*** SOURCE RECORDS ***

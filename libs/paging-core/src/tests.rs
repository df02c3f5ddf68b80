use std::cmp::Ordering;

use crate::{all_tokens, sortable_fields, Error, SortDir, SortKey, SortSchema, SortableField};

sortable_fields! {
    enum ResourceSort {
        Name = "name" => "name",
        Created = "created" => "created_at",
        Value = "value" => "value_check",
    }
}

#[derive(Debug, Clone, PartialEq)]
struct Row {
    name: &'static str,
    created_at: u32,
    value_check: i64,
}

fn rows() -> Vec<Row> {
    vec![
        Row { name: "b", created_at: 2, value_check: 10 },
        Row { name: "a", created_at: 3, value_check: 10 },
        Row { name: "c", created_at: 1, value_check: 5 },
        Row { name: "a", created_at: 1, value_check: 7 },
    ]
}

fn compare(field: ResourceSort, a: &Row, b: &Row) -> Ordering {
    match field {
        ResourceSort::Name => a.name.cmp(b.name),
        ResourceSort::Created => a.created_at.cmp(&b.created_at),
        ResourceSort::Value => a.value_check.cmp(&b.value_check),
    }
}

#[test]
fn every_field_yields_two_tokens() {
    assert_eq!(
        all_tokens::<ResourceSort>(),
        vec![
            "name_asc",
            "name_desc",
            "created_asc",
            "created_desc",
            "value_asc",
            "value_desc",
        ]
    );
}

#[test]
fn token_round_trips_through_display() {
    let key: SortKey<ResourceSort> = "created_desc".parse().unwrap();
    assert_eq!(key.field, ResourceSort::Created);
    assert_eq!(key.dir, SortDir::Desc);
    assert_eq!(key.to_string(), "created_desc");
    assert_eq!(key.field_expr(), "-created_at");
}

#[test]
fn unknown_tokens_are_rejected() {
    for token in ["created", "created_at_asc", "nope_desc", "NAME_ASC", ""] {
        assert_eq!(
            token.parse::<SortKey<ResourceSort>>(),
            Err(Error::InvalidSortKey(token.to_string())),
            "{token:?}"
        );
    }
}

#[test]
fn schema_maps_tokens_to_fields() {
    let schema = SortSchema::<ResourceSort>::parse("name_asc, created_desc").unwrap();
    assert_eq!(schema.tokens(), vec!["name_asc", "created_desc"]);
    assert_eq!(schema.fields(), vec!["name", "-created_at"]);
    assert_eq!(
        schema.order_by_sql().as_deref(),
        Some(r#""name" ASC, "created_at" DESC"#)
    );
}

#[test]
fn blank_ordering_is_none() {
    let schema = SortSchema::<ResourceSort>::parse("  ").unwrap();
    assert_eq!(schema, SortSchema::default());
    assert!(schema.fields().is_empty());
    assert_eq!(schema.order_by_sql(), None);
}

#[test]
fn a_field_may_appear_once() {
    assert_eq!(
        SortSchema::<ResourceSort>::parse("name_asc,name_desc"),
        Err(Error::DuplicateSortField("name".into()))
    );
    assert_eq!(
        SortSchema::new(vec![
            SortKey::asc(ResourceSort::Value),
            SortKey::asc(ResourceSort::Value),
        ]),
        Err(Error::DuplicateSortField("value".into()))
    );
}

#[test]
fn sort_slice_applies_keys_in_order() {
    let schema = SortSchema::new(vec![
        SortKey::asc(ResourceSort::Name),
        SortKey::desc(ResourceSort::Created),
    ])
    .unwrap();

    let mut items = rows();
    schema.sort_slice(&mut items, compare);
    let order: Vec<_> = items.iter().map(|r| (r.name, r.created_at)).collect();
    assert_eq!(order, vec![("a", 3), ("a", 1), ("b", 2), ("c", 1)]);
}

#[test]
fn sort_slice_is_stable_and_noop_without_ordering() {
    let mut items = rows();
    SortSchema::<ResourceSort>::default().sort_slice(&mut items, compare);
    assert_eq!(items, rows());

    let schema = SortSchema::new(vec![SortKey::desc(ResourceSort::Value)]).unwrap();
    let mut items = rows();
    schema.sort_slice(&mut items, compare);
    let names: Vec<_> = items.iter().map(|r| r.name).collect();
    // "b" and "a" tie on value 10 and keep their input order.
    assert_eq!(names, vec!["b", "a", "a", "c"]);
}

#[test]
fn schema_deserializes_from_query_json() {
    let schema: SortSchema<ResourceSort> =
        serde_json::from_str(r#"{"ordering": ["value_desc", "name_asc"]}"#).unwrap();
    assert_eq!(schema.fields(), vec!["-value_check", "name"]);

    let err = serde_json::from_str::<SortSchema<ResourceSort>>(r#"{"ordering": ["bogus"]}"#)
        .unwrap_err();
    assert!(err.to_string().contains("invalid sort key: bogus"));

    let json = serde_json::to_value(&schema).unwrap();
    assert_eq!(json, serde_json::json!({"ordering": ["value_desc", "name_asc"]}));
}

#[test]
fn declared_columns_are_exposed() {
    let columns: Vec<_> = ResourceSort::ALL.iter().map(|f| f.column()).collect();
    assert_eq!(columns, vec!["name", "created_at", "value_check"]);
}
/// A validated field definition. Build one with the `*Field` builders.
#[derive(Debug, Clone)]
pub struct FieldSpec {
    description: String,
    strict: bool,
    nullable: bool,
    default: Option<Value>,
    kind: FieldKind,
}

struct Loc<'a>(&'a str);

impl Loc<'_> {
    fn error(&self, error_type: &str, msg: impl Into<String>) -> ValidationErrorDetail {
        ValidationErrorDetail::new(error_type, ["body", self.0], msg)
    }
}

impl FieldSpec {
    pub fn description(&self) -> &str {
        &self.description
    }

    pub fn strict(&self) -> bool {
        self.strict
    }

    pub fn nullable(&self) -> bool {
        self.nullable
    }

    pub fn default_value(&self) -> Option<&Value> {
        self.default.as_ref()
    }

    pub fn kind(&self) -> &FieldKind {
        &self.kind
    }

    pub fn is_required(&self) -> bool {
        self.default.is_none()
    }

    /// Validate a value that may be absent from the body; absent values take
    /// the default or fail with `missing`.
    pub fn validate_field(
        &self,
        name: &str,
        value: Option<&Value>,
    ) -> Result<Value, Vec<ValidationErrorDetail>> {
        match (value, &self.default) {
            (Some(v), _) => self.validate(name, v),
            (None, Some(default)) => Ok(default.clone()),
            (None, None) => Err(vec![Loc(name).error("missing", "Field required")]),
        }
    }

    /// Validate one present value and return its normalized form.
    pub fn validate(&self, name: &str, value: &Value) -> Result<Value, Vec<ValidationErrorDetail>> {
        let loc = Loc(name);
        if value.is_null() && self.nullable {
            return Ok(Value::Null);
        }

        let result = match &self.kind {
            FieldKind::String(c) => self.validate_string(c, value, &loc),
            FieldKind::Int(c) => self.validate_int(c, value, &loc),
            FieldKind::Bool => self.validate_bool(value, &loc),
            FieldKind::Date(bounds) => validate_date(bounds, value, &loc),
            FieldKind::DateTime(bounds) => validate_datetime(bounds, value, &loc),
            FieldKind::Email => validate_email(value, &loc),
        };
        result.map_err(|e| vec![e])
    }

    fn validate_string(
        &self,
        c: &StringConstraints,
        value: &Value,
        loc: &Loc,
    ) -> Result<Value, ValidationErrorDetail> {
        let Value::String(raw) = value else {
            return Err(loc.error("string_type", "Input should be a valid string"));
        };

        let mut s = if c.strip_whitespace {
            raw.trim().to_owned()
        } else {
            raw.clone()
        };
        if c.to_upper {
            s = s.to_uppercase();
        } else if c.to_lower {
            s = s.to_lowercase();
        }

        let len = s.chars().count();
        if let Some(min) = c.min_length.filter(|&min| len < min) {
            let unit = if min == 1 { "character" } else { "characters" };
            return Err(loc
                .error(
                    "string_too_short",
                    format!("String should have at least {min} {unit}"),
                )
                .with_ctx("min_length", min));
        }
        if let Some(max) = c.max_length.filter(|&max| len > max) {
            let unit = if max == 1 { "character" } else { "characters" };
            return Err(loc
                .error(
                    "string_too_long",
                    format!("String should have at most {max} {unit}"),
                )
                .with_ctx("max_length", max));
        }
        if let Some(pattern) = c.pattern.as_ref().filter(|p| !p.is_match(&s)) {
            return Err(loc
                .error(
                    "string_pattern_mismatch",
                    format!("String should match pattern '{}'", pattern.as_str()),
                )
                .with_ctx("pattern", pattern.as_str()));
        }

        Ok(Value::String(s))
    }

    fn validate_int(
        &self,
        c: &IntConstraints,
        value: &Value,
        loc: &Loc,
    ) -> Result<Value, ValidationErrorDetail> {
        let parsed = match value {
            Value::Number(n) => n.as_i64().or_else(|| {
                // Lax mode takes whole floats such as 3.0.
                n.as_f64()
                    .filter(|f| !self.strict && f.fract() == 0.0 && f.abs() < i64::MAX as f64)
                    .map(|f| f as i64)
            }),
            Value::String(s) if !self.strict => s.trim().parse::<i64>().ok(),
            _ => None,
        };
        let n = parsed.ok_or_else(|| loc.error("int_type", "Input should be a valid integer"))?;

        c.bounds.check(&n, loc, |b| Value::from(*b))?;
        if let Some(m) = c.multiple_of.filter(|&m| n.checked_rem(m).is_some_and(|r| r != 0)) {
            return Err(loc
                .error("multiple_of", format!("Input should be a multiple of {m}"))
                .with_ctx("multiple_of", m));
        }

        Ok(Value::from(n))
    }

    fn validate_bool(&self, value: &Value, loc: &Loc) -> Result<Value, ValidationErrorDetail> {
        match value {
            Value::Bool(b) => Ok(Value::Bool(*b)),
            Value::String(s) if !self.strict => match s.to_ascii_lowercase().as_str() {
                "true" => Ok(Value::Bool(true)),
                "false" => Ok(Value::Bool(false)),
                _ => Err(loc.error("bool_type", "Input should be a valid boolean")),
            },
            _ => Err(loc.error("bool_type", "Input should be a valid boolean")),
        }
    }
}
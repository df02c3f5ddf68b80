//! Sort schemas driven by a closed set of sortable fields.
//!
//! Each field `f` accepts the tokens `f_asc` and `f_desc` in an `ordering`
//! query parameter. Declare the field set with [`sortable_fields!`](crate::sortable_fields).

use std::cmp::Ordering;
use std::fmt;
use std::str::FromStr;

use serde::{de, Deserialize, Deserializer, Serialize, Serializer};

use crate::error::{Error, Result};

/// A field that may appear in an `ordering` list.
pub trait SortableField: Copy + Eq + fmt::Debug + 'static {
    /// Every field, in declaration order.
    const ALL: &'static [Self];

    /// Public name used in the `{name}_asc` / `{name}_desc` tokens.
    fn name(&self) -> &'static str;

    /// Storage column the field sorts by.
    fn column(&self) -> &'static str;
}

/// Declare an enum implementing [`SortableField`].
///
/// ```
/// paging_core::sortable_fields! {
///     pub enum ResourceSort {
///         Name = "name" => "name",
///         CreatedAt = "created" => "created_at",
///     }
/// }
///
/// use paging_core::SortableField;
/// assert_eq!(ResourceSort::CreatedAt.column(), "created_at");
/// assert_eq!(ResourceSort::ALL.len(), 2);
/// ```
#[macro_export]
macro_rules! sortable_fields {
    (
        $(#[$meta:meta])*
        $vis:vis enum $name:ident {
            $($variant:ident = $field:literal => $column:literal),+ $(,)?
        }
    ) => {
        $(#[$meta])*
        #[derive(Clone, Copy, Debug, PartialEq, Eq, Hash)]
        $vis enum $name {
            $($variant),+
        }

        impl $crate::sort::SortableField for $name {
            const ALL: &'static [Self] = &[$(Self::$variant),+];

            fn name(&self) -> &'static str {
                match self {
                    $(Self::$variant => $field),+
                }
            }

            fn column(&self) -> &'static str {
                match self {
                    $(Self::$variant => $column),+
                }
            }
        }
    };
}

#[derive(Clone, Copy, Debug, PartialEq, Eq, Hash)]
pub enum SortDir {
    Asc,
    Desc,
}

impl SortDir {
    fn suffix(self) -> &'static str {
        match self {
            SortDir::Asc => "_asc",
            SortDir::Desc => "_desc",
        }
    }

    fn sql(self) -> &'static str {
        match self {
            SortDir::Asc => "ASC",
            SortDir::Desc => "DESC",
        }
    }
}

/// One `ordering` entry.
#[derive(Clone, Copy, Debug, PartialEq, Eq, Hash)]
pub struct SortKey<F> {
    pub field: F,
    pub dir: SortDir,
}

impl<F: SortableField> SortKey<F> {
    pub fn asc(field: F) -> Self {
        Self {
            field,
            dir: SortDir::Asc,
        }
    }

    pub fn desc(field: F) -> Self {
        Self {
            field,
            dir: SortDir::Desc,
        }
    }

    /// `column` or `-column`.
    pub fn field_expr(&self) -> String {
        match self.dir {
            SortDir::Asc => self.field.column().to_owned(),
            SortDir::Desc => format!("-{}", self.field.column()),
        }
    }
}

impl<F: SortableField> fmt::Display for SortKey<F> {
    fn fmt(&self, f: &mut fmt::Formatter<'_>) -> fmt::Result {
        write!(f, "{}{}", self.field.name(), self.dir.suffix())
    }
}

impl<F: SortableField> FromStr for SortKey<F> {
    type Err = Error;

    fn from_str(token: &str) -> Result<Self> {
        let (name, dir) = if let Some(name) = token.strip_suffix("_asc") {
            (name, SortDir::Asc)
        } else if let Some(name) = token.strip_suffix("_desc") {
            (name, SortDir::Desc)
        } else {
            return Err(Error::InvalidSortKey(token.to_owned()));
        };

        F::ALL
            .iter()
            .find(|f| f.name() == name)
            .map(|&field| Self { field, dir })
            .ok_or_else(|| Error::InvalidSortKey(token.to_owned()))
    }
}

impl<F: SortableField> Serialize for SortKey<F> {
    fn serialize<S: Serializer>(&self, serializer: S) -> std::result::Result<S::Ok, S::Error> {
        serializer.collect_str(self)
    }
}

impl<'de, F: SortableField> Deserialize<'de> for SortKey<F> {
    fn deserialize<D: Deserializer<'de>>(deserializer: D) -> std::result::Result<Self, D::Error> {
        let token = String::deserialize(deserializer)?;
        token.parse().map_err(de::Error::custom)
    }
}

/// Every accepted token for `F`, ascending before descending per field.
pub fn all_tokens<F: SortableField>() -> Vec<String> {
    F::ALL
        .iter()
        .flat_map(|&f| [SortKey::asc(f).to_string(), SortKey::desc(f).to_string()])
        .collect()
}

/// Requested ordering; `None` keeps the storage default.
#[derive(Clone, Debug, PartialEq, Eq, Serialize, Deserialize)]
#[serde(bound = "F: SortableField")]
pub struct SortSchema<F> {
    pub ordering: Option<Vec<SortKey<F>>>,
}

impl<F> Default for SortSchema<F> {
    fn default() -> Self {
        Self { ordering: None }
    }
}

impl<F: SortableField> SortSchema<F> {
    pub fn new(ordering: Vec<SortKey<F>>) -> Result<Self> {
        let schema = Self {
            ordering: Some(ordering),
        };
        schema.validate()?;
        Ok(schema)
    }

    /// Parse a comma-separated `ordering` value. Blank input means no ordering.
    pub fn parse(raw: &str) -> Result<Self> {
        let keys = raw
            .split(',')
            .map(str::trim)
            .filter(|t| !t.is_empty())
            .map(str::parse)
            .collect::<Result<Vec<_>>>()?;

        if keys.is_empty() {
            return Ok(Self::default());
        }
        Self::new(keys)
    }

    /// A field may appear at most once, in either direction.
    pub fn validate(&self) -> Result<()> {
        let keys = self.keys();
        for (i, key) in keys.iter().enumerate() {
            if keys[..i].iter().any(|k| k.field == key.field) {
                return Err(Error::DuplicateSortField(key.field.name().to_owned()));
            }
        }
        Ok(())
    }

    pub fn keys(&self) -> &[SortKey<F>] {
        self.ordering.as_deref().unwrap_or_default()
    }

    pub fn is_empty(&self) -> bool {
        self.keys().is_empty()
    }

    pub fn tokens(&self) -> Vec<String> {
        self.keys().iter().map(ToString::to_string).collect()
    }

    /// Django-style `column` / `-column` list.
    pub fn fields(&self) -> Vec<String> {
        self.keys().iter().map(SortKey::field_expr).collect()
    }

    /// `"a" ASC, "b" DESC`, or `None` without ordering.
    pub fn order_by_sql(&self) -> Option<String> {
        if self.is_empty() {
            return None;
        }
        let clause = self
            .keys()
            .iter()
            .map(|k| format!("{} {}", quote_ident(k.field.column()), k.dir.sql()))
            .collect::<Vec<_>>()
            .join(", ");
        Some(clause)
    }

    /// Stable multi-key sort; `cmp` compares two items on one field, ascending.
    pub fn sort_slice<T>(&self, items: &mut [T], cmp: impl Fn(F, &T, &T) -> Ordering) {
        let keys = self.keys();
        if keys.is_empty() {
            return;
        }
        items.sort_by(|a, b| {
            keys.iter()
                .map(|k| match k.dir {
                    SortDir::Asc => cmp(k.field, a, b),
                    SortDir::Desc => cmp(k.field, a, b).reverse(),
                })
                .find(|o| o.is_ne())
                .unwrap_or(Ordering::Equal)
        });
    }
}

fn quote_ident(ident: &str) -> String {
    format!("\"{}\"", ident.replace('"', "\"\""))
}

***

§ WHAT NEEDS TO BE DONE:
Nothing outside this range should appear: the lines from the start of the listing through the line with "2, value_check: 10", each reproduced exactly, both ends included.

§ ANSWER BOX:
filename libs/paging-core/src/tests.rs
repository df02c3f5ddf68b80
use std::cmp::Ordering;

use crate::{all_tokens, sortable_fields, Error, SortDir, SortKey, SortSchema, SortableField};

sortable_fields! {
    enum ResourceSort {
        Name = "name" => "name",
        Created = "created" => "created_at",
        Value = "value" => "value_check",
    }
}

#[derive(Debug, Clone, PartialEq)]
struct Row {
    name: &'static str,
    created_at: u32,
    value_check: i64,
}

fn rows() -> Vec<Row> {
    vec![
        Row { name: "b", created_at: 2, value_check: 10 },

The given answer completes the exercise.